A free education: Open-Of-Course [education] [open-of-course]

Attempts to educate and evangelise to people about the benefits of free software are often frustrasted by the common perception that free software is made 'by geeks, for geeks' and is therefore of limited interest to a less 'technical' audience.

The Free Culture movement, Wikipedia, and, to a certain extent the Creative Commons (along with applications such as flickr that integrate their licenses) have helped dispel this myth, applying the principles of freedom that originated in Free Software to a wider variety of content, beginning an influx of these values into a wider cross-section of society. Open-Of-Course is another project that attempts to do the same thing, this time providing a repository for freely licensed and collaboratively produced learning materials for a variety of disciplines.

Unlike initiatives such as MIT's OpenCourseWare project, Open-Of-Course intends to provide teaching and information for practical subjects and activities, rather than theoretical and academic disciplines.
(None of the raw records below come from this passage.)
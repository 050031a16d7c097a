//! Error types for the dense solver

use thiserror::Error;

/// Errors that can occur while validating, reducing or solving a system
#[derive(Error, Debug, Clone, PartialEq, Eq)]
pub enum GaussError {
    #[error("Matrix is not square: {rows} rows, {cols} columns")]
    NotSquare { rows: usize, cols: usize },
    #[error("Matrix dimensions mismatch: expected {expected}, got {got}")]
    DimensionMismatch { expected: usize, got: usize },
    #[error("Row {row} has {got} entries, expected {expected}")]
    RaggedRow {
        row: usize,
        expected: usize,
        got: usize,
    },
    #[error("Non-finite entry at {}", location(.row, .col))]
    NonFiniteEntry { row: usize, col: Option<usize> },
    #[error("Entry at {} is not representable as a float", location(.row, .col))]
    InvalidEntry { row: usize, col: Option<usize> },
    #[error("Matrix is singular (zero determinant)")]
    SingularMatrix,
    #[error("Matrix is singular: no non-zero pivot in column {column}")]
    ZeroPivot { column: usize },
}

/// `col == None` addresses the right-hand side
fn location(row: &usize, col: &Option<usize>) -> String {
    match col {
        Some(c) => format!("row {row}, column {c}"),
        None => format!("row {row} of the right-hand side"),
    }
}

impl GaussError {
    /// True for errors caused by the shape of the input
    pub fn is_shape_error(&self) -> bool {
        matches!(
            self,
            GaussError::NotSquare { .. }
                | GaussError::DimensionMismatch { .. }
                | GaussError::RaggedRow { .. }
        )
    }

    /// True for errors meaning the system has no unique solution
    pub fn is_singular(&self) -> bool {
        matches!(
            self,
            GaussError::SingularMatrix | GaussError::ZeroPivot { .. }
        )
    }
}
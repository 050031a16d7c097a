//! Core scalar trait for the dense solver
//!
//! [`RealField`] abstracts over the real floating-point types the elimination
//! routines work with. Complex coefficients are not supported.

use num_traits::{Float, FromPrimitive, NumAssign, ToPrimitive};
use std::fmt::{Debug, Display};

/// Trait for scalar types that can be used in elimination and substitution.
///
/// # Implementations
///
/// Provided for:
/// - `f64` (default)
/// - `f32` (for memory-constrained applications)
pub trait RealField:
    Float + NumAssign + FromPrimitive + ToPrimitive + Send + Sync + Debug + Display + 'static
{
    /// Check if this value counts as zero under an absolute tolerance.
    ///
    /// With `tol == 0` this is an exact comparison against zero.
    #[inline]
    fn is_zero_within(&self, tol: Self) -> bool {
        self.abs() <= tol
    }

    /// Convert an `f64` literal, falling back to zero when it cannot be represented.
    #[inline]
    fn from_f64_or_zero(value: f64) -> Self {
        Self::from_f64(value).unwrap_or_else(Self::zero)
    }
}

impl RealField for f64 {}

impl RealField for f32 {}
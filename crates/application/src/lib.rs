//! Application layer for the chaos middleware
//!
//! Owns the shared route registry and the per-request injection
//! decision logic that the HTTP layer drives.

pub mod injection;
pub mod registry;

pub use injection::{DelayHit, ErrorHit, InjectionDecision, decide};
pub use registry::ChaosRegistry;
//! HTTP presentation layer for the chaos middleware
//!
//! Two surfaces share one [`application::ChaosRegistry`]: the
//! [`middleware::ChaosLayer`] tower layer intercepting live traffic,
//! and the management controller mutating route specs on the fly.

pub mod error;
pub mod handlers;
pub mod middleware;
pub mod routes;
pub mod server;
pub mod state;

pub use error::ApiError;
pub use middleware::ChaosLayer;
pub use routes::create_router;
pub use server::{DEFAULT_BIND_ADDR, serve_controller};
pub use state::AppState;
By providing courses in diverse, yet immediately relevant disciplines, Open-Of-Course showcases the possibilities that free licensing offers for education and dissemination of knowledge at a grass-roots level.
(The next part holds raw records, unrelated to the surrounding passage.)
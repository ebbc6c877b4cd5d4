//! Domain layer for the chaos middleware
//!
//! Contains the chaos specification value objects, their validation
//! rules, and domain errors. This layer has no I/O dependencies.

pub mod errors;
pub mod route_key;
pub mod spec;

pub use errors::DomainError;
pub use route_key::RouteKey;
pub use spec::{ChaosSpec, DelaySpec, ErrorSpec};
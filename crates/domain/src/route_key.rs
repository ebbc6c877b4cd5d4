//! Route key value object

use std::fmt;

/// Identifies one chaos-configurable endpoint.
///
/// The key is the HTTP method token concatenated with the URL path
/// exactly as received (e.g. `"POST/api/a"`). There is no wildcard or
/// prefix matching, and no normalization of the path.
#[derive(Debug, Clone, PartialEq, Eq, Hash)]
pub struct RouteKey(String);

impl RouteKey {
    /// Build a key from an HTTP method and a URL path.
    pub fn new(method: impl AsRef<str>, path: impl AsRef<str>) -> Self {
        Self(format!("{}{}", method.as_ref(), path.as_ref()))
    }

    /// The raw key string.
    #[must_use]
    pub fn as_str(&self) -> &str {
        &self.0
    }
}

impl fmt::Display for RouteKey {
    fn fmt(&self, f: &mut fmt::Formatter<'_>) -> fmt::Result {
        write!(f, "{}", self.0)
    }
}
While it is true that OOC's catalogue predominantly features computer related courses, other areas of study are beginning to be included in their offering. The first non-technical subjects to appear are various language courses - a natural candidate for such a project given that language is free by definition. However, the OOC platform (built upon the free course management system Moodle) can accommodate learning material for any subject with ease, and the scope of the site's course catalogue is limited only by the number and diversity of it's contributors. In addition, the Moodle platform provides more than just a repository for documentation - Its social and discussion features foster a genuine community based around the participants on a course.
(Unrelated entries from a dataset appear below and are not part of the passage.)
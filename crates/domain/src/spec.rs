//! Chaos specification value objects
//!
//! A [`ChaosSpec`] describes what to do to requests matching one route:
//! optionally stall them ([`DelaySpec`]), optionally abort them with an
//! arbitrary status code ([`ErrorSpec`]), optionally only until a fixed
//! point in time. Field constraints are enforced at construction and
//! re-checked by [`ChaosSpec::validate`] before any store mutation.

use std::fmt;
use std::time::Duration;

use chrono::{DateTime, Utc};

use crate::errors::DomainError;

fn validate_probability(p: f64) -> Result<(), DomainError> {
    if (0.0..=1.0).contains(&p) {
        Ok(())
    } else {
        Err(DomainError::ProbabilityOutOfRange(p))
    }
}

/// Artificial delay: stall a matching request for `duration` with the
/// given probability before letting it proceed.
#[derive(Debug, Clone, PartialEq)]
pub struct DelaySpec {
    /// How long to stall the request
    pub duration: Duration,
    /// Probability of the delay firing, in `[0, 1]`
    pub probability: f64,
}

impl DelaySpec {
    /// Build a validated delay from a millisecond count.
    pub fn new(duration_millis: i64, probability: f64) -> Result<Self, DomainError> {
        let millis =
            u64::try_from(duration_millis).map_err(|_| DomainError::NonPositiveDelayDuration)?;
        let spec = Self {
            duration: Duration::from_millis(millis),
            probability,
        };
        spec.validate()?;
        Ok(spec)
    }

    /// Check the field constraints: strictly positive duration,
    /// probability in `[0, 1]`.
    pub fn validate(&self) -> Result<(), DomainError> {
        if self.duration.is_zero() {
            return Err(DomainError::NonPositiveDelayDuration);
        }
        validate_probability(self.probability)
    }
}

impl fmt::Display for DelaySpec {
    fn fmt(&self, f: &mut fmt::Formatter<'_>) -> fmt::Result {
        write!(
            f,
            "{} (probability: {:.1})",
            humantime::format_duration(self.duration),
            self.probability
        )
    }
}

/// Artificial error: abort a matching request with `status_code` and
/// `message` as the response body, with the given probability.
#[derive(Debug, Clone, PartialEq)]
pub struct ErrorSpec {
    /// Status code returned instead of forwarding, in `[100, 600]`
    pub status_code: u16,
    /// Response body (may be empty)
    pub message: String,
    /// Probability of the error firing, in `[0, 1]`
    pub probability: f64,
}

impl ErrorSpec {
    /// Build a validated error spec.
    pub fn new(
        status_code: u16,
        message: impl Into<String>,
        probability: f64,
    ) -> Result<Self, DomainError> {
        let spec = Self {
            status_code,
            message: message.into(),
            probability,
        };
        spec.validate()?;
        Ok(spec)
    }

    /// Check the field constraints: status code in `[100, 600]`,
    /// probability in `[0, 1]`.
    pub fn validate(&self) -> Result<(), DomainError> {
        if !(100..=600).contains(&self.status_code) {
            return Err(DomainError::StatusCodeOutOfRange(self.status_code));
        }
        validate_probability(self.probability)
    }
}

impl fmt::Display for ErrorSpec {
    fn fmt(&self, f: &mut fmt::Formatter<'_>) -> fmt::Result {
        write!(
            f,
            "{} {:?} (probability: {:.1})",
            self.status_code, self.message, self.probability
        )
    }
}

/// The full chaos specification stored for one route key.
///
/// An empty spec (no delay, no error) is legal and simply never
/// triggers anything. `until`, when set, is an absolute instant fixed
/// at write time; it is compared against wall-clock time at decision
/// time and never causes eviction from the store.
#[derive(Debug, Clone, Default, PartialEq)]
pub struct ChaosSpec {
    /// Optional artificial delay
    pub delay: Option<DelaySpec>,
    /// Optional artificial error
    pub error: Option<ErrorSpec>,
    /// Optional expiry instant, after which the spec is inert
    pub until: Option<DateTime<Utc>>,
}

impl ChaosSpec {
    /// Assemble a spec from its parts.
    #[must_use]
    pub const fn new(
        delay: Option<DelaySpec>,
        error: Option<ErrorSpec>,
        until: Option<DateTime<Utc>>,
    ) -> Self {
        Self { delay, error, until }
    }

    /// Check every present effect against its own field constraints.
    /// The first violation is reported.
    pub fn validate(&self) -> Result<(), DomainError> {
        if let Some(delay) = &self.delay {
            delay.validate()?;
        }
        if let Some(error) = &self.error {
            error.validate()?;
        }
        Ok(())
    }

    /// Whether the spec has logically expired at `now`.
    ///
    /// An expired spec stays stored and overwritable; it just stops
    /// being applied.
    #[must_use]
    pub fn is_expired_at(&self, now: DateTime<Utc>) -> bool {
        self.until.is_some_and(|until| now >= until)
    }

    /// A spec with no effects configured never triggers anything.
    #[must_use]
    pub const fn is_empty(&self) -> bool {
        self.delay.is_none() && self.error.is_none()
    }

    /// Parse a relative duration string (e.g. `"3s"`, `"2m 30s"`) into
    /// the absolute expiry instant `now + duration`.
    pub fn until_from_str(s: &str, now: DateTime<Utc>) -> Result<DateTime<Utc>, DomainError> {
        let duration =
            humantime::parse_duration(s).map_err(|e| DomainError::InvalidDuration(e.to_string()))?;
        let duration = chrono::Duration::from_std(duration)
            .map_err(|e| DomainError::InvalidDuration(e.to_string()))?;
        now.checked_add_signed(duration)
            .ok_or_else(|| DomainError::InvalidDuration(format!("duration out of range: {s}")))
    }
}

#[cfg(test)]
mod tests {
    use super::*;

    #[test]
    fn delay_spec_valid() {
        let delay = DelaySpec::new(3000, 0.5).expect("valid delay");
        assert_eq!(delay.duration, Duration::from_millis(3000));
        assert!((delay.probability - 0.5).abs() < f64::EPSILON);
    }

    #[test]
    fn delay_spec_rejects_zero_duration() {
        assert_eq!(
            DelaySpec::new(0, 1.0),
            Err(DomainError::NonPositiveDelayDuration)
        );
    }

    #[test]
    fn delay_spec_rejects_negative_duration() {
        assert_eq!(
            DelaySpec::new(-100, 1.0),
            Err(DomainError::NonPositiveDelayDuration)
        );
    }

    #[test]
    fn delay_spec_rejects_probability_out_of_range() {
        assert!(matches!(
            DelaySpec::new(100, 1.1),
            Err(DomainError::ProbabilityOutOfRange(_))
        ));
        assert!(matches!(
            DelaySpec::new(100, -0.1),
            Err(DomainError::ProbabilityOutOfRange(_))
        ));
    }

    #[test]
    fn delay_spec_accepts_probability_bounds() {
        assert!(DelaySpec::new(100, 0.0).is_ok());
        assert!(DelaySpec::new(100, 1.0).is_ok());
    }

    #[test]
    fn delay_spec_display() {
        let delay = DelaySpec::new(3000, 1.0).expect("valid delay");
        assert_eq!(delay.to_string(), "3s (probability: 1.0)");
    }

    #[test]
    fn error_spec_valid() {
        let error = ErrorSpec::new(504, "Whoopsie", 1.0).expect("valid error");
        assert_eq!(error.status_code, 504);
        assert_eq!(error.message, "Whoopsie");
    }

    #[test]
    fn error_spec_rejects_status_out_of_range() {
        assert_eq!(
            ErrorSpec::new(99, "", 1.0),
            Err(DomainError::StatusCodeOutOfRange(99))
        );
        assert_eq!(
            ErrorSpec::new(601, "", 1.0),
            Err(DomainError::StatusCodeOutOfRange(601))
        );
    }

    #[test]
    fn error_spec_accepts_status_bounds() {
        assert!(ErrorSpec::new(100, "", 0.5).is_ok());
        assert!(ErrorSpec::new(600, "", 0.5).is_ok());
    }

    #[test]
    fn error_spec_allows_empty_message() {
        let error = ErrorSpec::new(429, "", 0.1).expect("valid error");
        assert!(error.message.is_empty());
    }

    #[test]
    fn error_spec_display() {
        let error = ErrorSpec::new(599, "oh noes", 0.1).expect("valid error");
        assert_eq!(error.to_string(), "599 \"oh noes\" (probability: 0.1)");
    }

    #[test]
    fn empty_spec_is_legal_and_valid() {
        let spec = ChaosSpec::default();
        assert!(spec.is_empty());
        assert!(spec.validate().is_ok());
    }

    #[test]
    fn validate_reports_first_violation() {
        let spec = ChaosSpec {
            delay: Some(DelaySpec {
                duration: Duration::ZERO,
                probability: 2.0,
            }),
            error: Some(ErrorSpec {
                status_code: 0,
                message: String::new(),
                probability: 1.0,
            }),
            until: None,
        };
        assert_eq!(spec.validate(), Err(DomainError::NonPositiveDelayDuration));
    }

    #[test]
    fn expiry_gate() {
        let now = Utc::now();
        let spec = ChaosSpec {
            until: Some(now + chrono::Duration::seconds(3)),
            ..ChaosSpec::default()
        };
        assert!(!spec.is_expired_at(now));
        assert!(spec.is_expired_at(now + chrono::Duration::seconds(3)));
        assert!(spec.is_expired_at(now + chrono::Duration::seconds(5)));
    }

    #[test]
    fn no_until_never_expires() {
        let spec = ChaosSpec::default();
        assert!(!spec.is_expired_at(Utc::now() + chrono::Duration::days(365)));
    }

    #[test]
    fn until_from_str_parses_relative_duration() {
        let now = Utc::now();
        let until = ChaosSpec::until_from_str("3s", now).expect("valid duration");
        assert_eq!(until, now + chrono::Duration::seconds(3));
    }

    #[test]
    fn until_from_str_rejects_garbage() {
        assert!(matches!(
            ChaosSpec::until_from_str("not-a-duration", Utc::now()),
            Err(DomainError::InvalidDuration(_))
        ));
    }

    #[test]
    fn until_from_str_rejects_overflowing_duration() {
        // Parses fine as a std duration but lands beyond the
        // representable calendar range; must come back as a
        // validation error, not a panic.
        assert!(matches!(
            ChaosSpec::until_from_str("100000000years", Utc::now()),
            Err(DomainError::InvalidDuration(_))
        ));
    }

    #[test]
    fn until_from_str_rejects_negative() {
        assert!(matches!(
            ChaosSpec::until_from_str("-3s", Utc::now()),
            Err(DomainError::InvalidDuration(_))
        ));
    }
}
This sort of initiative provides a fantastic opportunity to espouse the benefits that the principles of free software provide to a far greater community than many other free culture or free software projects. The practical emphasis of the site's courses is fundamentally inclusive, to an extent that similar sites offering specialist or advanced-level knowledge cannot be. Being multilingual, Open-Of-Course ensures that language need not be a barrier to participation. In addition, the social features of the site are pivotal to its accessibility - the fact that users of the site can create new courses themselves ensures that the subject matter offered tracks the interests of those using the site.

Like Wikipedia, before it, OOC treats the transfer of knowledge as an open exchange of ideas which evolve and expand as a result of this exchange, rather than simply as the distribution of immutable 'works'. By harnessing the power of the community that develops around the site's users in order to develop and build upon a catalogue of interesting and relevant material, Open-Of-Course admirably showcases the benefits of free licensing for all.